use std::collections::HashSet;
use std::path::PathBuf;

use image::Rgba;
use uuid::Uuid;

use crate::canvas::TiledImage;
use crate::error::{EditError, EditResult};
use crate::events::{EventBus, LayerEvent, ListenerFn, ListenerId};
use crate::history::{ContentTarget, Edit, History};
use crate::layer::{find_in, find_in_mut, walk, HolderId, ImageContent, Layer, LayerHolder, LayerId};
use crate::settings::EngineSettings;

/// Single open document: canvas geometry, the layer tree, the active-layer
/// selection and the undo history.
pub struct Composition {
    id: Uuid,
    pub name: String,
    /// `None` for unsaved documents.
    pub path: Option<PathBuf>,
    width: u32,
    height: u32,
    /// Top-level layers, bottom to top.
    layers: Vec<Layer>,
    active: Option<LayerId>,
    empty_capable: bool,
    pub(crate) history: History,
    events: EventBus,
    dirty: bool,
    layer_counter: usize,
    group_counter: usize,
    next_gesture: u64,
}

impl std::fmt::Debug for Composition {
    fn fmt(&self, f: &mut std::fmt::Formatter<'_>) -> std::fmt::Result {
        f.debug_struct("Composition")
            .field("name", &self.name)
            .field("size", &(self.width, self.height))
            .field("layers", &self.layers.len())
            .field("active", &self.active)
            .field("history", &self.history)
            .finish()
    }
}

impl LayerHolder for Composition {
    fn holder_id(&self) -> HolderId {
        HolderId::Root
    }

    fn children(&self) -> &[Layer] {
        &self.layers
    }

    fn children_mut(&mut self) -> &mut Vec<Layer> {
        &mut self.layers
    }

    fn can_be_empty(&self) -> bool {
        self.empty_capable
    }
}
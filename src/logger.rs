//! Session log for the engine and the CLI.
//!
//! One file per run, truncated when [`init`] or [`init_at`] opens it. Before
//! that every `log_*!` call is dropped, so library users and tests log nothing
//! unless they opt in.
//!
//! Default location is `PaintStack/paintstack.log` under the platform data
//! directory (`%APPDATA%`, `~/Library/Application Support`, or
//! `$XDG_DATA_HOME` / `~/.local/share`).

use std::fmt;
use std::fs::{self, File, OpenOptions};
use std::io::{self, Write};
use std::path::{Path, PathBuf};
use std::sync::{Mutex, OnceLock};
use std::time::{SystemTime, UNIX_EPOCH};

static SINK: OnceLock<Mutex<File>> = OnceLock::new();
static SINK_PATH: OnceLock<PathBuf> = OnceLock::new();

#[derive(Clone, Copy, Debug, PartialEq, Eq)]
pub enum Level {
    Info,
    Warn,
    Error,
    Panic,
}

impl fmt::Display for Level {
    fn fmt(&self, f: &mut fmt::Formatter<'_>) -> fmt::Result {
        f.write_str(match self {
            Level::Info => "INFO",
            Level::Warn => "WARN",
            Level::Error => "ERROR",
            Level::Panic => "PANIC",
        })
    }
}

/// File the session is logging to, once initialised.
pub fn log_path() -> Option<&'static PathBuf> {
    SINK_PATH.get()
}

/// Append a raw line. I/O errors are ignored.
pub fn write_line(line: &str) {
    if let Some(sink) = SINK.get()
        && let Ok(mut file) = sink.lock()
    {
        let _ = writeln!(file, "{}", line);
    }
}

pub fn write(level: Level, msg: &str) {
    if SINK.get().is_some() {
        write_line(&format_line(&clock(unix_secs()), level, msg));
    }
}

fn format_line(clock: &str, level: Level, msg: &str) -> String {
    format!("[{}] [{}] {}", clock, level, msg)
}

#[macro_export]
macro_rules! log_info {
    ($($arg:tt)*) => {
        $crate::logger::write($crate::logger::Level::Info, &format!($($arg)*))
    };
}

#[macro_export]
macro_rules! log_warn {
    ($($arg:tt)*) => {
        $crate::logger::write($crate::logger::Level::Warn, &format!($($arg)*))
    };
}

#[macro_export]
macro_rules! log_err {
    ($($arg:tt)*) => {
        $crate::logger::write($crate::logger::Level::Error, &format!($($arg)*))
    };
}

/// Start the session log at the default location.
pub fn init() {
    init_at(default_log_path());
}

/// Start the session log at `path` (the CLI's `--log-file`). Also routes
/// panic messages into the log ahead of the default hook.
pub fn init_at(path: PathBuf) {
    let file = match open_log(&path) {
        Ok(file) => file,
        Err(e) => {
            eprintln!("[logger] cannot open {}: {}", path.display(), e);
            return;
        }
    };
    if SINK.set(Mutex::new(file)).is_err() {
        return;
    }
    let _ = SINK_PATH.set(path.clone());

    write_line(&format!(
        "=== PaintStack {} session started (unix {}) ===",
        env!("CARGO_PKG_VERSION"),
        unix_secs()
    ));
    write_line(&format!("Log file: {}", path.display()));
    write_line("");

    let prev = std::panic::take_hook();
    std::panic::set_hook(Box::new(move |info| {
        write(Level::Panic, &info.to_string());
        prev(info);
    }));
}

fn open_log(path: &Path) -> io::Result<File> {
    if let Some(parent) = path.parent()
        && !parent.as_os_str().is_empty()
    {
        fs::create_dir_all(parent)?;
    }
    OpenOptions::new().create(true).write(true).truncate(true).open(path)
}

fn default_log_path() -> PathBuf {
    data_dir().join("PaintStack").join("paintstack.log")
}

fn data_dir() -> PathBuf {
    #[cfg(target_os = "windows")]
    {
        if let Ok(appdata) = std::env::var("APPDATA") {
            return PathBuf::from(appdata);
        }
    }
    #[cfg(target_os = "macos")]
    {
        if let Ok(home) = std::env::var("HOME") {
            return PathBuf::from(home).join("Library").join("Application Support");
        }
    }
    if let Ok(xdg) = std::env::var("XDG_DATA_HOME") {
        return PathBuf::from(xdg);
    }
    match std::env::var("HOME") {
        Ok(home) => PathBuf::from(home).join(".local").join("share"),
        Err(_) => PathBuf::from("."),
    }
}

fn unix_secs() -> u64 {
    SystemTime::now().duration_since(UNIX_EPOCH).map_or(0, |d| d.as_secs())
}

/// `HH:MM:SS` (UTC) of a unix time.
fn clock(secs: u64) -> String {
    let day = secs % 86_400;
    format!("{:02}:{:02}:{:02}", day / 3600, (day % 3600) / 60, day % 60)
}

--- --- ---

TASK STATEMENT: Could you write out all the data exactly as it is given?

RESULT OF THIS EXERCISE:
use std::collections::HashSet;
use std::path::PathBuf;

use image::Rgba;
use uuid::Uuid;

use crate::canvas::TiledImage;
use crate::error::{EditError, EditResult};
use crate::events::{EventBus, LayerEvent, ListenerFn, ListenerId};
use crate::history::{ContentTarget, Edit, History};
use crate::layer::{find_in, find_in_mut, walk, HolderId, ImageContent, Layer, LayerHolder, LayerId};
use crate::settings::EngineSettings;

/// Single open document: canvas geometry, the layer tree, the active-layer
/// selection and the undo history.
pub struct Composition {
    id: Uuid,
    pub name: String,
    /// `None` for unsaved documents.
    pub path: Option<PathBuf>,
    width: u32,
    height: u32,
    /// Top-level layers, bottom to top.
    layers: Vec<Layer>,
    active: Option<LayerId>,
    empty_capable: bool,
    pub(crate) history: History,
    events: EventBus,
    dirty: bool,
    layer_counter: usize,
    group_counter: usize,
    next_gesture: u64,
}

impl std::fmt::Debug for Composition {
    fn fmt(&self, f: &mut std::fmt::Formatter<'_>) -> std::fmt::Result {
        f.debug_struct("Composition")
            .field("name", &self.name)
            .field("size", &(self.width, self.height))
            .field("layers", &self.layers.len())
            .field("active", &self.active)
            .field("history", &self.history)
            .finish()
    }
}

impl LayerHolder for Composition {
    fn holder_id(&self) -> HolderId {
        HolderId::Root
    }

    fn children(&self) -> &[Layer] {
        &self.layers
    }

    fn children_mut(&mut self) -> &mut Vec<Layer> {
        &mut self.layers
    }

    fn can_be_empty(&self) -> bool {
        self.empty_capable
    }
}
filename src/logger.rs
//! Session log for the engine and the CLI.
//!
//! One file per run, truncated when [`init`] or [`init_at`] opens it. Before
//! that every `log_*!` call is dropped, so library users and tests log nothing
//! unless they opt in.
//!
//! Default location is `PaintStack/paintstack.log` under the platform data
//! directory (`%APPDATA%`, `~/Library/Application Support`, or
//! `$XDG_DATA_HOME` / `~/.local/share`).

use std::fmt;
use std::fs::{self, File, OpenOptions};
use std::io::{self, Write};
use std::path::{Path, PathBuf};
use std::sync::{Mutex, OnceLock};
use std::time::{SystemTime, UNIX_EPOCH};

static SINK: OnceLock<Mutex<File>> = OnceLock::new();
static SINK_PATH: OnceLock<PathBuf> = OnceLock::new();

#[derive(Clone, Copy, Debug, PartialEq, Eq)]
pub enum Level {
    Info,
    Warn,
    Error,
    Panic,
}

impl fmt::Display for Level {
    fn fmt(&self, f: &mut fmt::Formatter<'_>) -> fmt::Result {
        f.write_str(match self {
            Level::Info => "INFO",
            Level::Warn => "WARN",
            Level::Error => "ERROR",
            Level::Panic => "PANIC",
        })
    }
}

/// File the session is logging to, once initialised.
pub fn log_path() -> Option<&'static PathBuf> {
    SINK_PATH.get()
}

/// Append a raw line. I/O errors are ignored.
pub fn write_line(line: &str) {
    if let Some(sink) = SINK.get()
        && let Ok(mut file) = sink.lock()
    {
        let _ = writeln!(file, "{}", line);
    }
}

pub fn write(level: Level, msg: &str) {
    if SINK.get().is_some() {
        write_line(&format_line(&clock(unix_secs()), level, msg));
    }
}

fn format_line(clock: &str, level: Level, msg: &str) -> String {
    format!("[{}] [{}] {}", clock, level, msg)
}

#[macro_export]
macro_rules! log_info {
    ($($arg:tt)*) => {
        $crate::logger::write($crate::logger::Level::Info, &format!($($arg)*))
    };
}

#[macro_export]
macro_rules! log_warn {
    ($($arg:tt)*) => {
        $crate::logger::write($crate::logger::Level::Warn, &format!($($arg)*))
    };
}

#[macro_export]
macro_rules! log_err {
    ($($arg:tt)*) => {
        $crate::logger::write($crate::logger::Level::Error, &format!($($arg)*))
    };
}

/// Start the session log at the default location.
pub fn init() {
    init_at(default_log_path());
}

/// Start the session log at `path` (the CLI's `--log-file`). Also routes
/// panic messages into the log ahead of the default hook.
pub fn init_at(path: PathBuf) {
    let file = match open_log(&path) {
        Ok(file) => file,
        Err(e) => {
            eprintln!("[logger] cannot open {}: {}", path.display(), e);
            return;
        }
    };
    if SINK.set(Mutex::new(file)).is_err() {
        return;
    }
    let _ = SINK_PATH.set(path.clone());

    write_line(&format!(
        "=== PaintStack {} session started (unix {}) ===",
        env!("CARGO_PKG_VERSION"),
        unix_secs()
    ));
    write_line(&format!("Log file: {}", path.display()));
    write_line("");

    let prev = std::panic::take_hook();
    std::panic::set_hook(Box::new(move |info| {
        write(Level::Panic, &info.to_string());
        prev(info);
    }));
}

fn open_log(path: &Path) -> io::Result<File> {
    if let Some(parent) = path.parent()
        && !parent.as_os_str().is_empty()
    {
        fs::create_dir_all(parent)?;
    }
    OpenOptions::new().create(true).write(true).truncate(true).open(path)
}

fn default_log_path() -> PathBuf {
    data_dir().join("PaintStack").join("paintstack.log")
}

fn data_dir() -> PathBuf {
    #[cfg(target_os = "windows")]
    {
        if let Ok(appdata) = std::env::var("APPDATA") {
            return PathBuf::from(appdata);
        }
    }
    #[cfg(target_os = "macos")]
    {
        if let Ok(home) = std::env::var("HOME") {
            return PathBuf::from(home).join("Library").join("Application Support");
        }
    }
    if let Ok(xdg) = std::env::var("XDG_DATA_HOME") {
        return PathBuf::from(xdg);
    }
    match std::env::var("HOME") {
        Ok(home) => PathBuf::from(home).join(".local").join("share"),
        Err(_) => PathBuf::from("."),
    }
}

fn unix_secs() -> u64 {
    SystemTime::now().duration_since(UNIX_EPOCH).map_or(0, |d| d.as_secs())
}

/// `HH:MM:SS` (UTC) of a unix time.
fn clock(secs: u64) -> String {
    let day = secs % 86_400;
    format!("{:02}:{:02}:{:02}", day / 3600, (day % 3600) / 60, day % 60)
}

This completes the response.